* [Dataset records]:
* * * * * * * * *

//! Form fields and the ordered field collection.

use indexmap::IndexMap;
use serde::{Serialize, Serializer};

use crate::metadata::Relation;
use crate::model::FieldDescriptor;

/// Returns `name` qualified by `prefix` (`prefix.name`), or `name` unchanged
/// when the prefix is empty.
#[must_use]
pub fn prefixed_name(prefix: &str, name: &str) -> String {
    if prefix.is_empty() {
        name.to_owned()
    } else {
        format!("{prefix}.{name}")
    }
}

/// A field placed on a form, with the presentation metadata applied to it.
#[derive(Debug, Clone, PartialEq, Eq, Serialize)]
pub struct FormField {
    /// External name: the descriptor name qualified by the prefix.
    pub name: String,
    /// Prefix the field was added with (empty for unprefixed fields).
    pub prefix: String,
    /// Identifier of the schema the field came from, if any.
    #[serde(skip_serializing_if = "Option::is_none")]
    pub interface: Option<String>,
    /// The underlying descriptor.
    pub field: FieldDescriptor,
    /// Widget override.
    #[serde(skip_serializing_if = "Option::is_none")]
    pub widget: Option<String>,
    /// Mode override (`input`, `display`, `hidden`, ...).
    #[serde(skip_serializing_if = "Option::is_none")]
    pub mode: Option<String>,
    /// Excluded from rendering. The field stays in its collection so ordering
    /// directives can still refer to it.
    pub omitted: bool,
    /// Permission required to view the field.
    #[serde(skip_serializing_if = "Option::is_none")]
    pub read_permission: Option<String>,
    /// Permission required to edit the field.
    #[serde(skip_serializing_if = "Option::is_none")]
    pub write_permission: Option<String>,
}

impl FormField {
    /// Creates an unprefixed form field.
    #[must_use]
    pub fn new(field: FieldDescriptor) -> Self {
        Self::with_prefix(field, "", None)
    }

    /// Creates a form field whose external name is qualified by `prefix`.
    #[must_use]
    pub fn with_prefix(field: FieldDescriptor, prefix: &str, interface: Option<&str>) -> Self {
        Self {
            name: prefixed_name(prefix, &field.name),
            prefix: prefix.to_owned(),
            interface: interface.map(str::to_owned),
            field,
            widget: None,
            mode: None,
            omitted: false,
            read_permission: None,
            write_permission: None,
        }
    }

    /// Field title.
    #[must_use]
    pub fn title(&self) -> &str {
        &self.field.title
    }
}

/// An ordered collection of form fields, unique by external name.
#[derive(Debug, Clone, Default, PartialEq, Eq)]
pub struct FieldCollection {
    fields: IndexMap<String, FormField>,
}

impl FieldCollection {
    /// Creates an empty collection.
    #[must_use]
    pub fn new() -> Self {
        Self::default()
    }

    /// Number of fields.
    #[must_use]
    pub fn len(&self) -> usize {
        self.fields.len()
    }

    /// Returns `true` if the collection holds no fields.
    #[must_use]
    pub fn is_empty(&self) -> bool {
        self.fields.is_empty()
    }

    /// Returns `true` if a field named `name` is present.
    #[must_use]
    pub fn contains(&self, name: &str) -> bool {
        self.fields.contains_key(name)
    }

    /// Looks up a field by external name.
    #[must_use]
    pub fn get(&self, name: &str) -> Option<&FormField> {
        self.fields.get(name)
    }

    /// Looks up a field by external name for modification.
    pub fn get_mut(&mut self, name: &str) -> Option<&mut FormField> {
        self.fields.get_mut(name)
    }

    /// Position of the field named `name`.
    #[must_use]
    pub fn index_of(&self, name: &str) -> Option<usize> {
        self.fields.get_index_of(name)
    }

    /// External names in order.
    pub fn names(&self) -> impl Iterator<Item = &str> {
        self.fields.keys().map(String::as_str)
    }

    /// Fields in order.
    pub fn iter(&self) -> impl Iterator<Item = &FormField> {
        self.fields.values()
    }

    /// Fields in order, excluding omitted ones.
    pub fn visible(&self) -> impl Iterator<Item = &FormField> {
        self.fields.values().filter(|f| !f.omitted)
    }

    /// Appends `field`. A field with the same name is replaced in place and
    /// returned.
    pub fn insert(&mut self, field: FormField) -> Option<FormField> {
        self.fields.insert(field.name.clone(), field)
    }

    /// Inserts `field` at `index`, shifting later fields. An existing field
    /// with the same name is replaced and moved.
    pub fn insert_at(&mut self, index: usize, field: FormField) -> Option<FormField> {
        let last = if self.contains(&field.name) {
            self.fields.len().saturating_sub(1)
        } else {
            self.fields.len()
        };
        let index = index.min(last);
        self.fields.shift_insert(index, field.name.clone(), field)
    }

    /// Removes a field, preserving the order of the rest.
    pub fn remove(&mut self, name: &str) -> Option<FormField> {
        self.fields.shift_remove(name)
    }

    /// Returns a new collection holding the named fields, in the order given.
    /// Unknown names are skipped.
    #[must_use]
    pub fn select<S: AsRef<str>>(&self, names: &[S]) -> FieldCollection {
        names
            .iter()
            .filter_map(|n| self.fields.get(n.as_ref()).cloned())
            .collect()
    }

    /// Returns a new collection without the named fields.
    #[must_use]
    pub fn omit<S: AsRef<str>>(&self, names: &[S]) -> FieldCollection {
        self.fields
            .values()
            .filter(|f| !names.iter().any(|n| n.as_ref() == f.name))
            .cloned()
            .collect()
    }

    /// Moves `name` immediately before or after `anchor`. Returns `false`,
    /// leaving the order untouched, if either is missing or they are the
    /// same field.
    pub fn move_relative(&mut self, name: &str, relation: Relation, anchor: &str) -> bool {
        let (Some(from), Some(to)) = (self.index_of(name), self.index_of(anchor)) else {
            return false;
        };
        if from == to {
            return false;
        }
        let target = match relation {
            Relation::Before if from < to => to - 1,
            Relation::Before => to,
            Relation::After if from < to => to,
            Relation::After => to + 1,
        };
        self.fields.move_index(from, target);
        true
    }

    /// Moves `name` to the first position.
    pub fn move_to_front(&mut self, name: &str) -> bool {
        match self.index_of(name) {
            Some(from) => {
                self.fields.move_index(from, 0);
                true
            }
            None => false,
        }
    }

    /// Moves `name` to the last position.
    pub fn move_to_back(&mut self, name: &str) -> bool {
        match self.index_of(name) {
            Some(from) => {
                let last = self.fields.len() - 1;
                self.fields.move_index(from, last);
                true
            }
            None => false,
        }
    }
}

impl Extend<FormField> for FieldCollection {
    fn extend<T: IntoIterator<Item = FormField>>(&mut self, iter: T) {
        for field in iter {
            self.insert(field);
        }
    }
}

impl FromIterator<FormField> for FieldCollection {
    fn from_iter<T: IntoIterator<Item = FormField>>(iter: T) -> Self {
        let mut collection = FieldCollection::new();
        collection.extend(iter);
        collection
    }
}

impl IntoIterator for FieldCollection {
    type Item = FormField;
    type IntoIter = indexmap::map::IntoValues<String, FormField>;

    fn into_iter(self) -> Self::IntoIter {
        self.fields.into_values()
    }
}

impl Serialize for FieldCollection {
    fn serialize<S: Serializer>(&self, serializer: S) -> Result<S::Ok, S::Error> {
        serializer.collect_seq(self.fields.values())
    }
}

#[cfg(test)]
mod tests {
    use super::*;

    fn collection(names: &[&str]) -> FieldCollection {
        names
            .iter()
            .map(|n| FormField::new(FieldDescriptor::new(*n, *n)))
            .collect()
    }

    fn order(c: &FieldCollection) -> Vec<&str> {
        c.names().collect()
    }

    #[test]
    fn prefixing() {
        assert_eq!(prefixed_name("", "a"), "a");
        assert_eq!(prefixed_name("IExtra", "a"), "IExtra.a");
        let field = FormField::with_prefix(FieldDescriptor::new("c", "C"), "IExtra", Some("x.IExtra"));
        assert_eq!(field.name, "IExtra.c");
        assert_eq!(field.interface.as_deref(), Some("x.IExtra"));
    }

    #[test]
    fn move_before_and_after() {
        let mut c = collection(&["a", "b", "c", "d"]);
        assert!(c.move_relative("d", Relation::Before, "b"));
        assert_eq!(order(&c), ["a", "d", "b", "c"]);
        assert!(c.move_relative("a", Relation::After, "c"));
        assert_eq!(order(&c), ["d", "b", "c", "a"]);
        assert!(c.move_relative("d", Relation::After, "b"));
        assert_eq!(order(&c), ["b", "d", "c", "a"]);
        assert!(c.move_relative("a", Relation::Before, "b"));
        assert_eq!(order(&c), ["a", "b", "d", "c"]);
    }

    #[test]
    fn move_with_missing_names_is_noop() {
        let mut c = collection(&["a", "b"]);
        assert!(!c.move_relative("x", Relation::Before, "a"));
        assert!(!c.move_relative("a", Relation::After, "x"));
        assert!(!c.move_relative("a", Relation::After, "a"));
        assert_eq!(order(&c), ["a", "b"]);
    }

    #[test]
    fn move_to_edges() {
        let mut c = collection(&["a", "b", "c"]);
        assert!(c.move_to_front("c"));
        assert_eq!(order(&c), ["c", "a", "b"]);
        assert!(c.move_to_back("c"));
        assert_eq!(order(&c), ["a", "b", "c"]);
        assert!(!c.move_to_back("x"));
    }

    #[test]
    fn insert_replaces_in_place() {
        let mut c = collection(&["a", "b"]);
        let mut replacement = FormField::new(FieldDescriptor::new("a", "Other"));
        replacement.omitted = true;
        assert!(c.insert(replacement).is_some());
        assert_eq!(order(&c), ["a", "b"]);
        assert_eq!(c.get("a").map(FormField::title), Some("Other"));
        assert_eq!(c.visible().count(), 1);
    }

    #[test]
    fn select_and_omit() {
        let c = collection(&["a", "b", "c"]);
        assert_eq!(order(&c.select(&["c", "x", "a"])), ["c", "a"]);
        assert_eq!(order(&c.omit(&["b"])), ["a", "c"]);
    }

    #[test]
    fn insert_at_clamps_index() {
        let mut c = collection(&["a"]);
        c.insert_at(9, FormField::new(FieldDescriptor::new("z", "z")));
        c.insert_at(0, FormField::new(FieldDescriptor::new("y", "y")));
        assert_eq!(order(&c), ["y", "a", "z"]);
    }
}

* * * * * * * * *

* [Activity]: Find each line in the records that contains the string "impl", then say how many there are and nothing else.

* [Exercise output]: 9